Teachers need to walk out nationwide. Replace them with the lawmakers, politicians and taxpayers who feel teachers’ jobs are too cushy and who’d like to take away those teachers’ collective-bargaining rights, retirement and respect.

After the lawmakers, politicians and taxpayers have completed their coursework, done their student teaching and taken the costly Praxis exams, which are completely worthless at assessing teacher qualifications, they should have no trouble teaching history, math or English to 100 or more students yearly.

They can add in acting as psychologist, social worker, nurse, mediator, coach, dance chaperone, co-creator of school policy, secretary, team leader and teacher of social skills, etiquette and civility, turning out each year premier test takers and model ethical citizens while being where the buck stops for all of society’s ills.

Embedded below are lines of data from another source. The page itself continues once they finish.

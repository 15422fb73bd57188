//! Mtime-based freshness detection for compiled artifacts.
//!
//! Both timestamps come from the content store: the source's is set by
//! whoever edits it, the artifact's is set when the engine writes it.
//! Source mutation always advances the timestamp, so comparing the two is
//! enough and no content has to be read.

use std::time::SystemTime;

/// Check if an artifact is fresh relative to its source.
///
/// Returns `true` if the artifact exists and its timestamp is not earlier
/// than the source's. Equal timestamps count as fresh, which also covers
/// passthrough artifacts resolved onto their own source path.
pub fn is_fresh(artifact: Option<SystemTime>, source: SystemTime) -> bool {
    artifact.is_some_and(|artifact| artifact >= source)
}
//! Consolidation of a group's artifacts into one output per extension.

use super::CompileCache;
use crate::debug;
use crate::error::CacheError;
use crate::group::Group;

impl CompileCache {
    /// Concatenate `members` in the given order into `<cache root>/<name>.<ext>`.
    ///
    /// Always rewrites the target; callers only consolidate after every member
    /// has been resolved to a fresh artifact.
    pub fn consolidate(
        &self,
        group: &Group,
        ext: &str,
        members: &[String],
    ) -> Result<String, CacheError> {
        let target = self.resolver.consolidated(group, ext);
        let _guard = self.locks.acquire(&target);

        let mut bytes = Vec::new();
        for member in members {
            bytes.extend(self.store.read(member)?);
        }

        let bytes = self
            .processors
            .post_consolidation(&target, bytes)
            .map_err(|e| CacheError::compile(&target, e))?;
        self.store.write(&target, &bytes).map_err(|e| {
            CacheError::compile(
                &target,
                anyhow::Error::new(e).context(format!("failed to write `{target}`")),
            )
        })?;

        debug!("cache"; "consolidated {} members into {}", members.len(), target);
        Ok(target)
    }
}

The lawmakers, taxpayers and politicians in their new roles as teachers will be able to relax during their not quite two months “off” during the summer while they run bed-and-breakfasts, wait tables, landscape or paint houses to supplement their already lavish first-year salary of $35,000 before taxes.

There are bad teachers. Just as there are bad doctors, bad lawyers, bad interior decorators and bad, bad politicians. So, teachers, walk out. Let our critics step in.

As a high school special-education teacher for students with emotional and behavioral disabilities, I give the lawmakers, politicians and taxpayers about a week before they, shocked at the enormous job expected of them and the lack of respect for it, flee in horror.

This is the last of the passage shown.